Your objective: Will you quote precisely the lines that run from the top of the material below to the line containing "启动 HTTP 服务器", both ends included?
[Data for processing Boundary: Start]
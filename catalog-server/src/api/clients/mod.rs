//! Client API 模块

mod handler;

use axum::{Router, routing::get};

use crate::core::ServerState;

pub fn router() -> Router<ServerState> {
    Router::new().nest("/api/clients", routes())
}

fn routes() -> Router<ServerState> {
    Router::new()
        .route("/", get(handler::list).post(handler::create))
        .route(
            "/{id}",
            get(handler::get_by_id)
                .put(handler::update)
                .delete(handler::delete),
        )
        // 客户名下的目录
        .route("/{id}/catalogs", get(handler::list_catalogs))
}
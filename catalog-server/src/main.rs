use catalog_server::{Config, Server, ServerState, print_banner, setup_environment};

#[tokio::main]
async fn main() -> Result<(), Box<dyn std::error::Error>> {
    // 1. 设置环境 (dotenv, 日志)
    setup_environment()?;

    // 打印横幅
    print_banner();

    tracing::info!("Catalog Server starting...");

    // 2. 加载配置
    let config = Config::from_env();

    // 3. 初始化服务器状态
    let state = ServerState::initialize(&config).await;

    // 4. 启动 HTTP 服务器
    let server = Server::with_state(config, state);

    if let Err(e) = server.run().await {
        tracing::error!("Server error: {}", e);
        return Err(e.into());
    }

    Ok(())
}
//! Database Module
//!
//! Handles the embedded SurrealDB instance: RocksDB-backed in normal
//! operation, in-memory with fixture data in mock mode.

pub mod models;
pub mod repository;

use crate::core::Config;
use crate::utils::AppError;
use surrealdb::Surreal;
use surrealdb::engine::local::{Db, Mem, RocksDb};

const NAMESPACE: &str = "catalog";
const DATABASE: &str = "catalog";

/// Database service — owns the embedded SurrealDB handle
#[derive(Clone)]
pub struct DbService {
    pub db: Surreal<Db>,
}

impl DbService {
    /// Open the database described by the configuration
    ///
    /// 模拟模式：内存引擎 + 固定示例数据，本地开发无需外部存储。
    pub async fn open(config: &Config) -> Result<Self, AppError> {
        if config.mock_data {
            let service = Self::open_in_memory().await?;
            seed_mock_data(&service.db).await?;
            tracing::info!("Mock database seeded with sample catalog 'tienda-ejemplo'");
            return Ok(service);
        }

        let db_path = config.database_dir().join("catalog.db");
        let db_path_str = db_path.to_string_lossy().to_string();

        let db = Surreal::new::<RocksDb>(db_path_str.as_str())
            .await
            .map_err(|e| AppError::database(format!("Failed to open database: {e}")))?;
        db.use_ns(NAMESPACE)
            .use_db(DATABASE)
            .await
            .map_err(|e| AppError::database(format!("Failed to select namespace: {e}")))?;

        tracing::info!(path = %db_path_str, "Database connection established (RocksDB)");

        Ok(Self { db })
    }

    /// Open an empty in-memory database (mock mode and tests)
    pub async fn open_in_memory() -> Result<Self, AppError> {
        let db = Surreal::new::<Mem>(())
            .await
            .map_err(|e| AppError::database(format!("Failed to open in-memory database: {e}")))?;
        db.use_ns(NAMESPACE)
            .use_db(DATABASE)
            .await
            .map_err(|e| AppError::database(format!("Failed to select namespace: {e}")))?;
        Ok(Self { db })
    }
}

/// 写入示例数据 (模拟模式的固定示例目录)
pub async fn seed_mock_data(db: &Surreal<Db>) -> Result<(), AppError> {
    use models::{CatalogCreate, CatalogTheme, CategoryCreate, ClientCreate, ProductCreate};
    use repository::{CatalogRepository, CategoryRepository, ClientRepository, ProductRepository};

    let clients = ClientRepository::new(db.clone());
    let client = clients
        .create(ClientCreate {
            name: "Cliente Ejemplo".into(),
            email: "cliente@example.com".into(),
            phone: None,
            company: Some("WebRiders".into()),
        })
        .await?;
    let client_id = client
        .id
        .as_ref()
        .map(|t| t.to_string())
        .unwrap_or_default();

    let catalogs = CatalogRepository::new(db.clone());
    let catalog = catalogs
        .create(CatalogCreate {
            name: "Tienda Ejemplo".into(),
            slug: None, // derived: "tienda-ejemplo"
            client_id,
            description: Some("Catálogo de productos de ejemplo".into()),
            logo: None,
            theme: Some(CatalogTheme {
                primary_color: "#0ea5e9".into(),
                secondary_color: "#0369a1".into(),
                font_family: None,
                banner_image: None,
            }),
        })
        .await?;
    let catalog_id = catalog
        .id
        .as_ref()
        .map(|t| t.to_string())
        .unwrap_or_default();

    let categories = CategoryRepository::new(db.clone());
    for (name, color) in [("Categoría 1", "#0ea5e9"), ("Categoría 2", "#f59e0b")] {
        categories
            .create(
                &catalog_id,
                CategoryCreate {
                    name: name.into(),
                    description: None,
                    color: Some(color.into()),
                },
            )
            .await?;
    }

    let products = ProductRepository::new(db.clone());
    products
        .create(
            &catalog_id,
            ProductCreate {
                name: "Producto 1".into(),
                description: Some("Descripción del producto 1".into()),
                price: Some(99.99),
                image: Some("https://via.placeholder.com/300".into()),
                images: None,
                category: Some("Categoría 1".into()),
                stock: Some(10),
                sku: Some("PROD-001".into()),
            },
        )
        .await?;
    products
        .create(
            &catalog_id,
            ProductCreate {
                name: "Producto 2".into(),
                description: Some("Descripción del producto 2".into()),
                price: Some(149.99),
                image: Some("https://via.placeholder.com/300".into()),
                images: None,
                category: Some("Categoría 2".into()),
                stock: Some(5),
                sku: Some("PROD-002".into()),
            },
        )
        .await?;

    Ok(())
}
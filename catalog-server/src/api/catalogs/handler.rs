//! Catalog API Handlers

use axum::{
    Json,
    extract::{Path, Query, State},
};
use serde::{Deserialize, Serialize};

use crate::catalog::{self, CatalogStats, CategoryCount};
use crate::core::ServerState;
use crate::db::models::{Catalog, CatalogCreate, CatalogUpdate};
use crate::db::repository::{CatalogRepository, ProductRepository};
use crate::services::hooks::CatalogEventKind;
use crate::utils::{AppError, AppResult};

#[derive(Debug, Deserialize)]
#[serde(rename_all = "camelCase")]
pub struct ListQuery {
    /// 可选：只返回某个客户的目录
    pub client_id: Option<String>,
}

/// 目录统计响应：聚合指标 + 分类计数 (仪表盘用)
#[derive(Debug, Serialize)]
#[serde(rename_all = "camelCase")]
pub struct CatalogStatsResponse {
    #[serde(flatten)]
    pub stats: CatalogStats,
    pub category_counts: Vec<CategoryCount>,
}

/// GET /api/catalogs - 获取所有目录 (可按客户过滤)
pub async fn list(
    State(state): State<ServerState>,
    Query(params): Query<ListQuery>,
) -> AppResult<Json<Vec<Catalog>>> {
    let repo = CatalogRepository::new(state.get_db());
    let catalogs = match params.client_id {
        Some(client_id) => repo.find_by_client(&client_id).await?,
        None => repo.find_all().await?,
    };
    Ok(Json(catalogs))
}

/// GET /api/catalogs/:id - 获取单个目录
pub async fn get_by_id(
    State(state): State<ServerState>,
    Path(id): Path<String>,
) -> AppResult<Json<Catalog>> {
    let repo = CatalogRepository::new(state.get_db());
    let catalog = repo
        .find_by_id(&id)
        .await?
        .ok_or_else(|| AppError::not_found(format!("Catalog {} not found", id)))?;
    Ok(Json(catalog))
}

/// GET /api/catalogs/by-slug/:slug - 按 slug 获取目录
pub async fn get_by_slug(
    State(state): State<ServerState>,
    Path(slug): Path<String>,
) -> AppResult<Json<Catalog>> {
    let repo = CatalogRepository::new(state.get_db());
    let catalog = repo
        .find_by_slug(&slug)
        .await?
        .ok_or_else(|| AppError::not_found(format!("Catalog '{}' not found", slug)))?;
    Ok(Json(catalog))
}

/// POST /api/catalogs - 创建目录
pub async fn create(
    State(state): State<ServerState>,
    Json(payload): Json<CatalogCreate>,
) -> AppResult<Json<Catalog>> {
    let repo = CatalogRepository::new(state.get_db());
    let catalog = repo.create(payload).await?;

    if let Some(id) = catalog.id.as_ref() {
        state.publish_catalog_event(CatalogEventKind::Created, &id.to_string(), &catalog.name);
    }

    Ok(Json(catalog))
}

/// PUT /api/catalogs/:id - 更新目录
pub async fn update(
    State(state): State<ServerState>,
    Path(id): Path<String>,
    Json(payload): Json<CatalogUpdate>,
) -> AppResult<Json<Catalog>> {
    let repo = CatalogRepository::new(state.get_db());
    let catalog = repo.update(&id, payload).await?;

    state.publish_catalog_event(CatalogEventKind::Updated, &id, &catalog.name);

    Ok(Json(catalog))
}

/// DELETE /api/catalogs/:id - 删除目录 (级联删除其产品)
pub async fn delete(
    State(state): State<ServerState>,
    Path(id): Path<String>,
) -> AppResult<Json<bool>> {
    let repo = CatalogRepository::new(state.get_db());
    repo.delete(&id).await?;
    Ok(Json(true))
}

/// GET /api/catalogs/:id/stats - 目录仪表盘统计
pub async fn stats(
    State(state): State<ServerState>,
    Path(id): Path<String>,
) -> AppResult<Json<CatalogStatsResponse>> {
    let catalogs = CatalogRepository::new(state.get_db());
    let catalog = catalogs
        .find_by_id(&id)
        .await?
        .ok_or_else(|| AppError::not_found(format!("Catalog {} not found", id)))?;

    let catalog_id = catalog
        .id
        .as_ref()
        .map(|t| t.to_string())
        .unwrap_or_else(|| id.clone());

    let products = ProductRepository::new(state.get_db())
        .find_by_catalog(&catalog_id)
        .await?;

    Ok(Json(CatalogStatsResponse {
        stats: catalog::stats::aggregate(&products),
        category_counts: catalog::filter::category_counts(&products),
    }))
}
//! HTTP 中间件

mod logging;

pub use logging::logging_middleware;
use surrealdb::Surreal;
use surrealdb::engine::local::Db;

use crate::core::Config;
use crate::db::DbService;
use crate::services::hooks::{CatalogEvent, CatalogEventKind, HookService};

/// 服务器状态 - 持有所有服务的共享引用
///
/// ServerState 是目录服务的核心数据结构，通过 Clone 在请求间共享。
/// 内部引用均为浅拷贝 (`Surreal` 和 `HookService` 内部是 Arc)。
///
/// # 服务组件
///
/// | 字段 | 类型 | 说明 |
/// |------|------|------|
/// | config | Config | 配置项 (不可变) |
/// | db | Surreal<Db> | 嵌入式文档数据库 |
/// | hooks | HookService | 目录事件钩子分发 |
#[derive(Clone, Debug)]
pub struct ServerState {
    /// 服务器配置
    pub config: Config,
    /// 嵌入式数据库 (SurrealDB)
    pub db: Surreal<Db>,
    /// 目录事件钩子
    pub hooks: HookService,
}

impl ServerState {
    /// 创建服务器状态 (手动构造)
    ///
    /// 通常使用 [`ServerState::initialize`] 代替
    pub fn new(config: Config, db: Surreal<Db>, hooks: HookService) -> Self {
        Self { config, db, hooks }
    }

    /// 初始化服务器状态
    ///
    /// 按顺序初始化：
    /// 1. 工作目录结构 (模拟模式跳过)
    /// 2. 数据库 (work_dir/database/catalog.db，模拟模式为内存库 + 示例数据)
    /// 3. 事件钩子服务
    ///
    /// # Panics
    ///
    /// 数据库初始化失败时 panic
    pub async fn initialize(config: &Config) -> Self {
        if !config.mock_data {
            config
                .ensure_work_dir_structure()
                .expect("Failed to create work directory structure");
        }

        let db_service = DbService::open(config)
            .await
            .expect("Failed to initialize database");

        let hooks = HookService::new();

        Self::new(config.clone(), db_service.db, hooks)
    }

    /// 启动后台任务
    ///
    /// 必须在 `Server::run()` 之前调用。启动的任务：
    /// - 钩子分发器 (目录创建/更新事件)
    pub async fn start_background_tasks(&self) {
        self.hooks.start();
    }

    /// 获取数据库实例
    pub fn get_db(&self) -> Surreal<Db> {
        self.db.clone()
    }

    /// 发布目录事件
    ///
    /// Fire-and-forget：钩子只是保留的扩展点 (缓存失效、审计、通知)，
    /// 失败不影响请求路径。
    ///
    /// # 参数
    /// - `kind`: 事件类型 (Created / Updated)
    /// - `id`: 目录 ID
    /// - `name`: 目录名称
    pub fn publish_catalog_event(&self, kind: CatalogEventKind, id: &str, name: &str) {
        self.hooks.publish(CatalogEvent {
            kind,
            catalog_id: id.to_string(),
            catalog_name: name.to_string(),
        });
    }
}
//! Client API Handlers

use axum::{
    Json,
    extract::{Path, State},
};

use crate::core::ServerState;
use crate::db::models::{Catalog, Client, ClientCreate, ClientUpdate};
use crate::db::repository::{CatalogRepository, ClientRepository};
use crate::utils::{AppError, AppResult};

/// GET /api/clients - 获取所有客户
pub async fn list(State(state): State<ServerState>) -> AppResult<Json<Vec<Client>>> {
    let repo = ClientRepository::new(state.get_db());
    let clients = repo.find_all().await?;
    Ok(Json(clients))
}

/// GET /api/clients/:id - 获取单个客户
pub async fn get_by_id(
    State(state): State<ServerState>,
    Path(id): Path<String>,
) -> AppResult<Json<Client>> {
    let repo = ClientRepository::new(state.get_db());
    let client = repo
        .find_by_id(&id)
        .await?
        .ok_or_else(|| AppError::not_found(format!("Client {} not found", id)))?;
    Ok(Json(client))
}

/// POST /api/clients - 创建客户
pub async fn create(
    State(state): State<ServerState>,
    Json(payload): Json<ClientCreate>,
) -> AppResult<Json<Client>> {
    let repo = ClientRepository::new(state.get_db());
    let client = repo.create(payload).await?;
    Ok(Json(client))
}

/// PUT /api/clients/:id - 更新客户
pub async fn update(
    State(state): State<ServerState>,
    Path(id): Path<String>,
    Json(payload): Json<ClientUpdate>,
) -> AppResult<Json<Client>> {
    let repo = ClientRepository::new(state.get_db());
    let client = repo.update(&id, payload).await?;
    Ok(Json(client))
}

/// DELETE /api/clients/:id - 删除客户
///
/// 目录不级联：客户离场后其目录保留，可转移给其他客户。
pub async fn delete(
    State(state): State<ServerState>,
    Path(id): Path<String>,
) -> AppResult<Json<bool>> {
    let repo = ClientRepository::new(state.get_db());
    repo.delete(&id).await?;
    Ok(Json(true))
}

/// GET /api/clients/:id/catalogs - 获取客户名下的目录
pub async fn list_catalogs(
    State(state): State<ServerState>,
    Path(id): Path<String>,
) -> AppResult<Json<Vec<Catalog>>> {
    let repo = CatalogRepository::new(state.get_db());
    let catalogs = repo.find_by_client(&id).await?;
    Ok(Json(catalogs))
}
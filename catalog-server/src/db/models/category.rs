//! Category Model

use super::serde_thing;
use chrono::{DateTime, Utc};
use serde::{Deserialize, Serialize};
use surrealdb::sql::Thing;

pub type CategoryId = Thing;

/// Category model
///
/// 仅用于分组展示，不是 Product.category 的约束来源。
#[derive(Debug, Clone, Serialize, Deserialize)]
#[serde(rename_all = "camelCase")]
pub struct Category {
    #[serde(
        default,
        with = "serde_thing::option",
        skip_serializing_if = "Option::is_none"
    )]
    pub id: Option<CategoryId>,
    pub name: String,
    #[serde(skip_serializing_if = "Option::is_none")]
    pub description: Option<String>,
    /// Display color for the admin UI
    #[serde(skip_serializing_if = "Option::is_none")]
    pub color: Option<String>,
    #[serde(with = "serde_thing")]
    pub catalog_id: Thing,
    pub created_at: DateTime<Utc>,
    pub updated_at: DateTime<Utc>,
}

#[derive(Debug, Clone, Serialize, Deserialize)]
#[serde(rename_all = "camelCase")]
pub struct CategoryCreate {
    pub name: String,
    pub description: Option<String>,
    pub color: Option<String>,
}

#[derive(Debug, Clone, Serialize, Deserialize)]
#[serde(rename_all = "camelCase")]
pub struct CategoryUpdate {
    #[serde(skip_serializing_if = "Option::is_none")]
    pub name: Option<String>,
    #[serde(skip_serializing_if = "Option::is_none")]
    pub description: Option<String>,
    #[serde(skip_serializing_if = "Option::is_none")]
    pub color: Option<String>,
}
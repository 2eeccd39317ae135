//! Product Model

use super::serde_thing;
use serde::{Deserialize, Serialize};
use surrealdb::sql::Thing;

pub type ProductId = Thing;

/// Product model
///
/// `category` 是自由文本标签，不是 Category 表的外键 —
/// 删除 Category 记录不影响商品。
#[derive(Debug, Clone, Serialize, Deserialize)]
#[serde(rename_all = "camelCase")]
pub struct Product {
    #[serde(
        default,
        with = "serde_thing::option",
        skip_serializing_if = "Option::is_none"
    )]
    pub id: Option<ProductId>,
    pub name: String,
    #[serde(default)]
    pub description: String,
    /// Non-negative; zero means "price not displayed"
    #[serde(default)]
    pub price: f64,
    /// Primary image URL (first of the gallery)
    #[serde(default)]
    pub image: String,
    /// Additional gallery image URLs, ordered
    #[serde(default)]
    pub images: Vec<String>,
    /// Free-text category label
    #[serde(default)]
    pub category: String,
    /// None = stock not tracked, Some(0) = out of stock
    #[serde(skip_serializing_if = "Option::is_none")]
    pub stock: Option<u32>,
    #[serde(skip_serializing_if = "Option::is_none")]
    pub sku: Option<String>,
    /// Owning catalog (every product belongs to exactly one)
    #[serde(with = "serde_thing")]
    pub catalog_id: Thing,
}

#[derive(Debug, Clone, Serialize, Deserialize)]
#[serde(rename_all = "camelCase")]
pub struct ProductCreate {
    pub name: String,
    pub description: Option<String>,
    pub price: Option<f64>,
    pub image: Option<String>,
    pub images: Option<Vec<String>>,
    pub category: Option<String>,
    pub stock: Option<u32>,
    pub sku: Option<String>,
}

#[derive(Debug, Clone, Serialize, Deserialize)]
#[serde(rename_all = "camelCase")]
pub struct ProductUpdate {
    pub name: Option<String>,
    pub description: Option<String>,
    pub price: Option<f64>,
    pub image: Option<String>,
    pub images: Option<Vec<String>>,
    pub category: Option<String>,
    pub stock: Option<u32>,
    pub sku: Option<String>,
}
[Data for processing Boundary: End]
Answer box:
filename catalog-server/src/api/clients/mod.rs
//! Client API 模块

mod handler;

use axum::{Router, routing::get};

use crate::core::ServerState;

pub fn router() -> Router<ServerState> {
    Router::new().nest("/api/clients", routes())
}

fn routes() -> Router<ServerState> {
    Router::new()
        .route("/", get(handler::list).post(handler::create))
        .route(
            "/{id}",
            get(handler::get_by_id)
                .put(handler::update)
                .delete(handler::delete),
        )
        // 客户名下的目录
        .route("/{id}/catalogs", get(handler::list_catalogs))
}
filename catalog-server/src/main.rs
use catalog_server::{Config, Server, ServerState, print_banner, setup_environment};

#[tokio::main]
async fn main() -> Result<(), Box<dyn std::error::Error>> {
    // 1. 设置环境 (dotenv, 日志)
    setup_environment()?;

    // 打印横幅
    print_banner();

    tracing::info!("Catalog Server starting...");

    // 2. 加载配置
    let config = Config::from_env();

    // 3. 初始化服务器状态
    let state = ServerState::initialize(&config).await;

    // 4. 启动 HTTP 服务器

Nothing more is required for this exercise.